Function that returns multiple values

Hi everyone,

I could really use your help! I'm very new to R Studio and I love it! But, I am trying to solve two issues:

  1. I need to create a function that can take in a few values (x, y, z) and solve for the mean, minimum, maximum, and std. deviation. However, my code does not work and this is what I have.
    StatCount<- function(x, y, z)
    { a<- mean(x, y, z)
    b<- x[which.max(x, y, z)]
    c<- x[which.min(x, y, z)]
    d<- sd(x, y, z)
    return(a);
    return(b);
    return(c);
    return (d);
    }
    The error given says that "multi-argument returns are not permitted"

  2. My second request is this: "In statistics, a dataset needs to be transformed in order to meet certain assumptions. Write a custom R function that takes any univariate dataset and creates a histogram of the raw dataset and a histogram of the log-transformed dataset."

How on earth can you take a random variable that is a dataset that is passed to a function to automatically generate a histogram?! Help!

Many thanks in advance,
Aerianna

A function can only return one thing but that thing can be a multi element object like a vector or a list. Think along these lines

StatCount <- function(x, y, z) {
... calculations go here...
return c(MEAN = a, MAX = b, MIN = c, SD = d)

This is obviously homework so I do not want to just give you the answer. How to the second part. How would you produce a histogram outside of a function? How would you produce a function of the log-transformed values? Very little about the task will be different inside of function except that the data set will be passed in as an argument to the function.

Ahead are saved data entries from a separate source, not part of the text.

//! Source port - engine が問い合わせる外部の capability 提供者

use async_trait::async_trait;

use crate::domain::{Capability, SourceError};

/// Source は capability を宣言し、問い合わせに答える
#[async_trait]
pub trait Source: Send + Sync {
    fn name(&self) -> &str;

    fn capabilities(&self) -> &[Capability];

    async fn query(
        &self,
        operation: &str,
        params: &serde_json::Value,
    ) -> Result<serde_json::Value, SourceError>;

    async fn is_healthy(&self) -> bool;

    /// `requested` を満たす宣言済み capability のうち最も具体的なもの
    fn best_match(&self, requested: &str) -> Option<&Capability> {
        self.capabilities()
            .iter()
            .filter(|c| c.matches(requested))
            .min_by_key(|c| c.specificity())
    }
}
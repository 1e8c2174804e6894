//! Healing - 自己修復
//!
//! # 主要コンポーネント
//! - **SelfHealingDispatcher**: エラーコード → 回復戦略（depth guard つき）
//! - **BreakerBoard**: エラーコードごとの circuit breaker
//! - **ScoringStrategy**: 学習済み回復パスの順位付け

pub mod breaker;
pub mod dispatcher;
pub mod scoring;
pub mod strategy;

pub use breaker::BreakerState;
pub use dispatcher::{
    HealingConfig, HealingOutcome, HealingRejection, HealingStats, SelfHealingDispatcher,
    ServiceStatus, SystemStatus,
};
pub use scoring::{HistoricalScoring, RecoveryRecommendation, ScoringStrategy};
pub use strategy::{FnAction, HealingAction, HealingStrategy, Incident, healing_fn};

c is a function that combines values into a vector. For example:

x = c(3, 10, 11)
y = c("yes", "no", "maybe")

Run ?c to bring up the help file for the c function.

But you can also use c as the name of an object, like a vector, list, or data frame (although you probably shouldn't to avoid confusion). For example:

a = 5
b = 6
c = 7

And you can then put these into a vector using the c function:

x = c(a, b, c)

x
# [1] 5 6 7

Using c as both a function and the name of an R object works because when you call a function (like c), R evaluates the function call by searching only for a function named c and ignores objects named c that aren't functions (see this StackOverflow answer for additional information).

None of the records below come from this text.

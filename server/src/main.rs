use std::future::IntoFuture;
use std::sync::Arc;

use tokio::net::{TcpListener, UnixListener};
use tokio::signal::unix::{signal, SignalKind};

use meeting_server::config::Config;
use meeting_server::routes;
use meeting_server::state::AppState;
use meeting_server::ws::ClientAddr;

#[tokio::main]
async fn main() -> Result<(), Box<dyn std::error::Error>> {
    // Load config with layered precedence: defaults < TOML < env < CLI
    let config = Config::load()?;

    // Initialize tracing/logging
    if config.json_logs {
        tracing_subscriber::fmt()
            .json()
            .with_env_filter(
                tracing_subscriber::EnvFilter::try_from_default_env()
                    .unwrap_or_else(|_| "meeting_server=info".parse().unwrap()),
            )
            .init();
    } else {
        tracing_subscriber::fmt()
            .with_env_filter(
                tracing_subscriber::EnvFilter::try_from_default_env()
                    .unwrap_or_else(|_| "meeting_server=info".parse().unwrap()),
            )
            .init();
    }

    tracing::info!("meeting server v{} starting", env!("CARGO_PKG_VERSION"));

    if config.origin.is_empty() {
        eprintln!("Must specify a value for origin verification (--origin, or \"*\" to allow all)");
        std::process::exit(2);
    }

    let config = Arc::new(config);
    let state = AppState::new(config.clone());
    let app = routes::build_router(state);

    // Optional second listener for diagnostics.
    if let Some(addr) = config.profile_listen.clone() {
        let profile_app = app.clone();
        tokio::spawn(async move {
            match TcpListener::bind(&addr).await {
                Ok(listener) => {
                    tracing::info!("diagnostic listener on {addr}");
                    let serve = axum::serve(
                        listener,
                        profile_app.into_make_service_with_connect_info::<ClientAddr>(),
                    );
                    if let Err(err) = serve.await {
                        tracing::error!(error = %err, "diagnostic listener failed");
                    }
                }
                Err(err) => {
                    tracing::error!(error = %err, "could not bind diagnostic listener on {addr}")
                }
            }
        });
    }

    if config.listens_on_unix_socket() {
        let path = config.listen.clone();
        // A stale socket file from a previous run would fail the bind.
        let _ = std::fs::remove_file(&path);
        let listener = UnixListener::bind(&path)?;
        tracing::info!("listening on unix socket {path}");

        let serve = axum::serve(listener, app.into_make_service_with_connect_info::<ClientAddr>());
        tokio::select! {
            result = serve.into_future() => {
                if let Err(err) = result {
                    tracing::error!(error = %err, "could not serve on unix socket {path}");
                    std::process::exit(1);
                }
            }
            caught = shutdown_signal() => {
                tracing::info!("caught signal {caught}: shutting down");
            }
        }
        // Dropping the serve future closed the listener; clean up the file.
        let _ = std::fs::remove_file(&path);
    } else {
        let listener = TcpListener::bind(&config.listen).await?;
        tracing::info!("listening on {}", config.listen);

        let serve = axum::serve(listener, app.into_make_service_with_connect_info::<ClientAddr>());
        tokio::select! {
            result = serve.into_future() => {
                if let Err(err) = result {
                    tracing::error!(error = %err, "could not serve on {}", config.listen);
                    std::process::exit(1);
                }
            }
            caught = shutdown_signal() => {
                tracing::info!("caught signal {caught}: shutting down");
            }
        }
    }

    Ok(())
}

/// Resolve when SIGINT or SIGTERM arrives. The caller drops the serve
/// future afterwards, which closes the listener, so shutting down this way
/// is never reported as a serve error.
async fn shutdown_signal() -> &'static str {
    let mut interrupt = signal(SignalKind::interrupt()).expect("install SIGINT handler");
    let mut terminate = signal(SignalKind::terminate()).expect("install SIGTERM handler");
    tokio::select! {
        _ = interrupt.recv() => "SIGINT",
        _ = terminate.recv() => "SIGTERM",
    }
}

Likewise, many people call their data frame df, as in:

df = data.frame(x=1:5, y=6:10)

But there is also an R function called df (the density function of the F distribution; for example df(seq(0,3,length=20), 20, 50)). Most people rarely need to use the df function, so naming a data frame df doesn't usually cause confusion. But c is used frequently, so it's probably best to avoid calling an object (like a vector, list, or data frame) c.

1 Like

I think you have the right idea. The code above will produce a function called GraphData with an argument named dataset. If you then have some data named MyData, you can call

GraphData(MyData)

First of all, I really appreciate your help. As to the first part, I don't understand the reasoning of:

return c(MEAN = a, MAX = b, MIN = c, SD = d)

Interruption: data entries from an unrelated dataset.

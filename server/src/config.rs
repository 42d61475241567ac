use clap::Parser;
use figment::{
    providers::{Env, Format, Serialized, Toml},
    Figment,
};
use serde::{Deserialize, Serialize};

/// Membership meeting coordination server
#[derive(Parser, Serialize, Deserialize, Clone, Debug)]
#[command(name = "meeting-server", version, about = "Membership meeting coordination server")]
pub struct Config {
    /// Origin to verify; "*" allows any origin
    #[arg(long, env = "MEETING_ORIGIN", default_value = "")]
    pub origin: String,

    /// PostgreSQL connection URL
    #[arg(long, env = "MEETING_DBURL", default_value = "postgres:///postgresqleu")]
    pub dburl: String,

    /// Behind proxy, decode X-Forwarded-For
    #[arg(long, env = "MEETING_BEHINDPROXY")]
    pub behindproxy: bool,

    /// Host and port to listen on; a leading / selects a UNIX socket
    #[arg(long, env = "MEETING_LISTEN", default_value = "127.0.0.1:8199")]
    pub listen: String,

    /// Optional host:port for a second diagnostic listener
    #[arg(long, env = "MEETING_PROFILE_LISTEN")]
    pub profile_listen: Option<String>,

    /// Enable structured JSON logging (for production)
    #[arg(long, env = "MEETING_JSON_LOGS")]
    pub json_logs: bool,

    /// Path to TOML config file
    #[arg(long, default_value = "./meeting-server.toml")]
    pub config: String,
}

impl Default for Config {
    fn default() -> Self {
        Self {
            origin: String::new(),
            dburl: "postgres:///postgresqleu".to_string(),
            behindproxy: false,
            listen: "127.0.0.1:8199".to_string(),
            profile_listen: None,
            json_logs: false,
            config: "./meeting-server.toml".to_string(),
        }
    }
}

impl Config {
    /// Load config with layered precedence:
    /// built-in defaults < TOML file < env vars (MEETING_*) < CLI args
    pub fn load() -> Result<Self, figment::Error> {
        let cli = Config::parse();
        let config_path = cli.config.clone();

        Figment::new()
            .merge(Serialized::defaults(Config::default()))
            .merge(Toml::file(&config_path))
            .merge(Env::prefixed("MEETING_"))
            .merge(Serialized::defaults(cli))
            .extract()
    }

    /// A listen value starting with `/` names a UNIX socket path.
    pub fn listens_on_unix_socket(&self) -> bool {
        self.listen.starts_with('/')
    }
}

#[cfg(test)]
mod tests {
    use super::*;

    #[test]
    fn defaults_match_the_documented_flags() {
        let config = Config::default();
        assert_eq!(config.dburl, "postgres:///postgresqleu");
        assert_eq!(config.listen, "127.0.0.1:8199");
        assert!(config.origin.is_empty());
        assert!(!config.behindproxy);
    }

    #[test]
    fn leading_slash_selects_a_unix_socket() {
        let mut config = Config::default();
        assert!(!config.listens_on_unix_socket());
        config.listen = "/run/meeting-server.sock".to_string();
        assert!(config.listens_on_unix_socket());
    }
}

What does "c" represent? Because "c" has been assigned to the Min value. But, if I remove the "c" value for the return statement I get this:
Error in return(Mean = a, Max = b, Min = c, SD = d) :
multi-argument returns are not permitted

The second issue... I can definitely make a histogram with any given dataset. But if a dataset is unknown, how do you pass a random dataset into a function? Would it just be GraphData<- function(dataset) {.....} ?